■ **EXTRACTED MATERIAL**:
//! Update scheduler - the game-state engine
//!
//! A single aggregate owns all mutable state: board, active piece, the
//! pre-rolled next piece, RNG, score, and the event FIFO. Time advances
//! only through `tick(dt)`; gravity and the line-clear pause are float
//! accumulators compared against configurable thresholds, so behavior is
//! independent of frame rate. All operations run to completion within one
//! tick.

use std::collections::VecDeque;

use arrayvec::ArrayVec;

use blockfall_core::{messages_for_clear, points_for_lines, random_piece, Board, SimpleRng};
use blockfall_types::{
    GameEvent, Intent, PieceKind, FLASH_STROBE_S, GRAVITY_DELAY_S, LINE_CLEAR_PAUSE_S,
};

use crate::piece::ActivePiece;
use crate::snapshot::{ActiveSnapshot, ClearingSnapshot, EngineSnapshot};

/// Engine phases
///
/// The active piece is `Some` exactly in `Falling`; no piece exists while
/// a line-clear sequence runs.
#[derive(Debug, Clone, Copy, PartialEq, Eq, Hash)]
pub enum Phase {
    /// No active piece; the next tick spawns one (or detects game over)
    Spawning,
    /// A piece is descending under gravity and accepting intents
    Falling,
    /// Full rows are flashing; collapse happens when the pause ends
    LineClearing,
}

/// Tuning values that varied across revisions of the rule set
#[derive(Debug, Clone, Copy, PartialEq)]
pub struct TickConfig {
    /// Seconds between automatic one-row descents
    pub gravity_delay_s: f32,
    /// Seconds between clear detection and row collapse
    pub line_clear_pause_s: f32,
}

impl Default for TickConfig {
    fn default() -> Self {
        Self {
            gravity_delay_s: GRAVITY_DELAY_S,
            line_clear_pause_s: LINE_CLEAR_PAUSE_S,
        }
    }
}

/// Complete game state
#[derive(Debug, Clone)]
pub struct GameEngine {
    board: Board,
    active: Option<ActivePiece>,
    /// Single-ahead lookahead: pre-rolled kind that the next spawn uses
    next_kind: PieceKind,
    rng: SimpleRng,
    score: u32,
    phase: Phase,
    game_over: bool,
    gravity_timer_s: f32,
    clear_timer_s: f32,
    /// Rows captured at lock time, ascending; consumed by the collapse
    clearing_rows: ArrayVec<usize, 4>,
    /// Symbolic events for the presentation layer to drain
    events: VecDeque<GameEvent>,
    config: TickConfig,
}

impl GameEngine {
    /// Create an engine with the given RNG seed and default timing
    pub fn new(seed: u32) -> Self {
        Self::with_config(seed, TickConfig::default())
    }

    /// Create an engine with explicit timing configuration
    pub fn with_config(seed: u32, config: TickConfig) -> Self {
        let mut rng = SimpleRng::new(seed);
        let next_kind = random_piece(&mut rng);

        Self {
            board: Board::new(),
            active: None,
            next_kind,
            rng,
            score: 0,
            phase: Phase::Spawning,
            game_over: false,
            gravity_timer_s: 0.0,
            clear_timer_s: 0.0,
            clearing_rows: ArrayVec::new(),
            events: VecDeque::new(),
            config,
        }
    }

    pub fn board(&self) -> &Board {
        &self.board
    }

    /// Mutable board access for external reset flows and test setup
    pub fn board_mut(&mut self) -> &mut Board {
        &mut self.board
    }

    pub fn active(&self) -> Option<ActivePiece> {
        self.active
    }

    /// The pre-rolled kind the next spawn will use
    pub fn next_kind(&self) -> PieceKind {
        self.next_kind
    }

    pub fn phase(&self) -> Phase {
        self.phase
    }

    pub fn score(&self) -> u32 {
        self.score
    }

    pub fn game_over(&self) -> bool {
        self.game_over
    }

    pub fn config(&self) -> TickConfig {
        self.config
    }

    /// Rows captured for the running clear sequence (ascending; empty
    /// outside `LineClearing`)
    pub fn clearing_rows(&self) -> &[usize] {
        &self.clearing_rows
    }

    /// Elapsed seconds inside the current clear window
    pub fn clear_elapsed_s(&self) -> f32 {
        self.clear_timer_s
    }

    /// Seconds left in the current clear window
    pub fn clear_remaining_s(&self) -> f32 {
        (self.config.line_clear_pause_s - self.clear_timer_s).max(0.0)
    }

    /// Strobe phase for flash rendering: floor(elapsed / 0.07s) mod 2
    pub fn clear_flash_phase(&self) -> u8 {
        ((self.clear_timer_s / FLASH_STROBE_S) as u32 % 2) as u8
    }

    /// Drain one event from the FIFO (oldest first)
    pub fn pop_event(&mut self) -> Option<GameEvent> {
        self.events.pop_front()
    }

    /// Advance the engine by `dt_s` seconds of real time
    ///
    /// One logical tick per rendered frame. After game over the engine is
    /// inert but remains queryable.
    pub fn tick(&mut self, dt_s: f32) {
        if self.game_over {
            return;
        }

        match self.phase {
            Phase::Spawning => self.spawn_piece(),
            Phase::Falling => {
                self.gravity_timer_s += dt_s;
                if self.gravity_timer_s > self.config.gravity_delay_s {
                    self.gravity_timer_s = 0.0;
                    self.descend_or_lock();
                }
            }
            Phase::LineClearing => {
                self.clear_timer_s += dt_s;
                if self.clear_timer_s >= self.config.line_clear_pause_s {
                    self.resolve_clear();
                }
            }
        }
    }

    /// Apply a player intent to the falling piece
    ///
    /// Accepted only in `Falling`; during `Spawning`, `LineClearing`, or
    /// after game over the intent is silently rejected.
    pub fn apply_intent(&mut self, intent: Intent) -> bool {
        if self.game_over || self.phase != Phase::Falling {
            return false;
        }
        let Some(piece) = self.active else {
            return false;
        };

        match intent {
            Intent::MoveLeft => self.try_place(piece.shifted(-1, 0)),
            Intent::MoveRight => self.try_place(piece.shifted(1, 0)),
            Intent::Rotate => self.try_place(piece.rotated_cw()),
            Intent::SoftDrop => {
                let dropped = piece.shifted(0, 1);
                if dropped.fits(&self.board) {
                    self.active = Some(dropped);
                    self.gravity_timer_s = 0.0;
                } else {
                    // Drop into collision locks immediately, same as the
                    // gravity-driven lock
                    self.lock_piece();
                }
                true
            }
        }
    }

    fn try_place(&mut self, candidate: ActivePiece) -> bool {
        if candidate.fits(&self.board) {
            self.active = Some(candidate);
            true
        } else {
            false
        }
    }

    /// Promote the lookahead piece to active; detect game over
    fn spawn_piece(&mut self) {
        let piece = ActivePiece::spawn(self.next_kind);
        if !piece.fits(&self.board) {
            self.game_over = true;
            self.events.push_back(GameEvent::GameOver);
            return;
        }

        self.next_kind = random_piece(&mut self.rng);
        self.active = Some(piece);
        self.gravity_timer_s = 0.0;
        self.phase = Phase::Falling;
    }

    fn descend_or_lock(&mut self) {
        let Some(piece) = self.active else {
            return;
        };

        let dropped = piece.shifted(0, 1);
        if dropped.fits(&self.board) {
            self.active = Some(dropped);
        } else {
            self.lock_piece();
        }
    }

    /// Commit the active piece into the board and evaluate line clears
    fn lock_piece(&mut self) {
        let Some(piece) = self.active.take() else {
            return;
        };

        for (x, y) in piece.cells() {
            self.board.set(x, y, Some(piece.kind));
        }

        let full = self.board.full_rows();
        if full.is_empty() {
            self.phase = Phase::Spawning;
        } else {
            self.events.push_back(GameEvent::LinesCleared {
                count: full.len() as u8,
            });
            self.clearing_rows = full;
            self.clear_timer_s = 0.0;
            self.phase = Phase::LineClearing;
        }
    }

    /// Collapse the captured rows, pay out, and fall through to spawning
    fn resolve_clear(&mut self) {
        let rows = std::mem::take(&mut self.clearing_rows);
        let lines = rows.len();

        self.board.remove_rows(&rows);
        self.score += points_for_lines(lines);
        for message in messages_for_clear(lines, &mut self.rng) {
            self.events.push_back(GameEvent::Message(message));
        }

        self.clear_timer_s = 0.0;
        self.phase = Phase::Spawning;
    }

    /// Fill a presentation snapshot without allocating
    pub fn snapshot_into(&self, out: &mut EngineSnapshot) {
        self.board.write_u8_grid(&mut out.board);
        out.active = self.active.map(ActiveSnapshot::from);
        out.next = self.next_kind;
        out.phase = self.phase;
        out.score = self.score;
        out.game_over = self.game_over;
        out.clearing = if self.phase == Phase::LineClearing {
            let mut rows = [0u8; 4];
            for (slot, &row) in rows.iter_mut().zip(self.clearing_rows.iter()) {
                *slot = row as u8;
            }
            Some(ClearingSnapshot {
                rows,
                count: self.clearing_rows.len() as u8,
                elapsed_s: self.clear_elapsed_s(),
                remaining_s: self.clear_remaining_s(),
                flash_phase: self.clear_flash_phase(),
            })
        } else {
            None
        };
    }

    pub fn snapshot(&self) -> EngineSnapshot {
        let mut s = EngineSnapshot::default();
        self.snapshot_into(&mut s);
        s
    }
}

■ **TRY IT**:
Search the entries for the word "fits" and pick out every line that holds it.

■ **TASK SOLUTION**:
                if dropped.fits(&self.board) {
        if candidate.fits(&self.board) {
        if !piece.fits(&self.board) {
        if dropped.fits(&self.board) {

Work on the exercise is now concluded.